=== Begin Enclosure ===

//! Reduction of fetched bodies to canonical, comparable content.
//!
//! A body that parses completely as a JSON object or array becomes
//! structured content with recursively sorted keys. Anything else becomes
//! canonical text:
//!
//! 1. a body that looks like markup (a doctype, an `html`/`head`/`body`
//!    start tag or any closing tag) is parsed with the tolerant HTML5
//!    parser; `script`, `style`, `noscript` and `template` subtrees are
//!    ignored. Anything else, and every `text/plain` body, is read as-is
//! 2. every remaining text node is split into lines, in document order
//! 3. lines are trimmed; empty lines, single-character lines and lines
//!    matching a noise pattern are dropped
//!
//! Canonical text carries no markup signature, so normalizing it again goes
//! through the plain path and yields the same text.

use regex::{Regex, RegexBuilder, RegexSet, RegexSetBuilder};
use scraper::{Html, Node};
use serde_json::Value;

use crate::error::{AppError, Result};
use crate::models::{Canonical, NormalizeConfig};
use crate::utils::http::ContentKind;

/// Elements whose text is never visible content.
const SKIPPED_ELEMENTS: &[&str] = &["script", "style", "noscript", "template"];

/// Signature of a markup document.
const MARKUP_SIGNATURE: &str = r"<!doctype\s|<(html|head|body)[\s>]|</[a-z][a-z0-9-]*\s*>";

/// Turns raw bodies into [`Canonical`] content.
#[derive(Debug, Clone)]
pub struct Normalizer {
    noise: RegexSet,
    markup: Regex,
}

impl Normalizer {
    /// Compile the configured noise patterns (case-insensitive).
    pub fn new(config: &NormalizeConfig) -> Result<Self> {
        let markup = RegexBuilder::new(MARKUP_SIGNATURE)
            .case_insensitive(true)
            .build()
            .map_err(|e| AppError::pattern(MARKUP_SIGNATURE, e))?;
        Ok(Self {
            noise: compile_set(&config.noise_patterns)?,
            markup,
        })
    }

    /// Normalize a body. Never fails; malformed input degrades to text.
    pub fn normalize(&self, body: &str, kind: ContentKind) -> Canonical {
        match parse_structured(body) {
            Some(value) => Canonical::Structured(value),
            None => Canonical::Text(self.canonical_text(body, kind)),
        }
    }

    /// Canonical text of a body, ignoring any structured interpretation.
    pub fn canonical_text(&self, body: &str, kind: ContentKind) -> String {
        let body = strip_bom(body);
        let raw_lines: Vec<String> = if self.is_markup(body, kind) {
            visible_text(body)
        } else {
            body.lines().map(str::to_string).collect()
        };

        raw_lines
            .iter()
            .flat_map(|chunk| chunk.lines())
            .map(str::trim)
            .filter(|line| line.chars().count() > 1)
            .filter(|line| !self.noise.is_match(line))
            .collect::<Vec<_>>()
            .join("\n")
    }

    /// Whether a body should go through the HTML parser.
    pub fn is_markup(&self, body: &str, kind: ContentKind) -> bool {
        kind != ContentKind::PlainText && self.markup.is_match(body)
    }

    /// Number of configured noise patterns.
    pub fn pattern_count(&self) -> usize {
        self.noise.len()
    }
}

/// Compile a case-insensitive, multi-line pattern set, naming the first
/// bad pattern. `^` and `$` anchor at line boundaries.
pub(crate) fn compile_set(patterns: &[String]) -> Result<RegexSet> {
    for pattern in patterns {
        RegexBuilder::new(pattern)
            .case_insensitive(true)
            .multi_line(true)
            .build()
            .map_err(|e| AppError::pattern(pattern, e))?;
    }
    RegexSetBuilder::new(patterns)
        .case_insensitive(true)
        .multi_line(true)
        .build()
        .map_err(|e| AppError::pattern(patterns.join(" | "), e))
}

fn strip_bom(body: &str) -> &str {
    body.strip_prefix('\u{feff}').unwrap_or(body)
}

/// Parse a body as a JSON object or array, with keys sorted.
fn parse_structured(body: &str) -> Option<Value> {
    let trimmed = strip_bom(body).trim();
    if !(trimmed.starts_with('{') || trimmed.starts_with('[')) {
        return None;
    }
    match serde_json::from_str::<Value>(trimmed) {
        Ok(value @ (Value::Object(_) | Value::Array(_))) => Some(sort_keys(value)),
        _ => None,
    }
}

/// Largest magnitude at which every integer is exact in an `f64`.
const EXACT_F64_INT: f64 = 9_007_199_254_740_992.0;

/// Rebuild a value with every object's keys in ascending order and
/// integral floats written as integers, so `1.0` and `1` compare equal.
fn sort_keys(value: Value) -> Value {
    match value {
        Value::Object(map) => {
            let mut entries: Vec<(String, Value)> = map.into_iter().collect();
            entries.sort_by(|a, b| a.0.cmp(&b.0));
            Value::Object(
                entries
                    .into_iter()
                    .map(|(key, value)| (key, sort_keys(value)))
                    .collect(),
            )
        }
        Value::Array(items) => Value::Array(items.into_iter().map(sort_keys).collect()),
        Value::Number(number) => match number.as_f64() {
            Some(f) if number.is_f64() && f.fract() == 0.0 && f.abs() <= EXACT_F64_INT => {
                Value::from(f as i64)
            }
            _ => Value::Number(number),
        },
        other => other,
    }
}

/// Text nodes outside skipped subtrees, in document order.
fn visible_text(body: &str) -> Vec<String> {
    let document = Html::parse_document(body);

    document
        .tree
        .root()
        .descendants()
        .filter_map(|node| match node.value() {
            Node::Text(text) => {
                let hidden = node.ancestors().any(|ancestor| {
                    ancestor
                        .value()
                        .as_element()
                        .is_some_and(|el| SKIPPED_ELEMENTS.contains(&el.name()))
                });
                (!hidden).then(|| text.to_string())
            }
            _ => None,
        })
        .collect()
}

=== End Enclosure ===

Instructions for the task: Your output should start at the line containing "in document order." and stop at the last line of the material, copied exactly, with nothing else.

Response area:
/// Text nodes outside skipped subtrees, in document order.
fn visible_text(body: &str) -> Vec<String> {
    let document = Html::parse_document(body);

    document
        .tree
        .root()
        .descendants()
        .filter_map(|node| match node.value() {
            Node::Text(text) => {
                let hidden = node.ancestors().any(|ancestor| {
                    ancestor
                        .value()
                        .as_element()
                        .is_some_and(|el| SKIPPED_ELEMENTS.contains(&el.name()))
                });
                (!hidden).then(|| text.to_string())
            }
            _ => None,
        })
        .collect()
}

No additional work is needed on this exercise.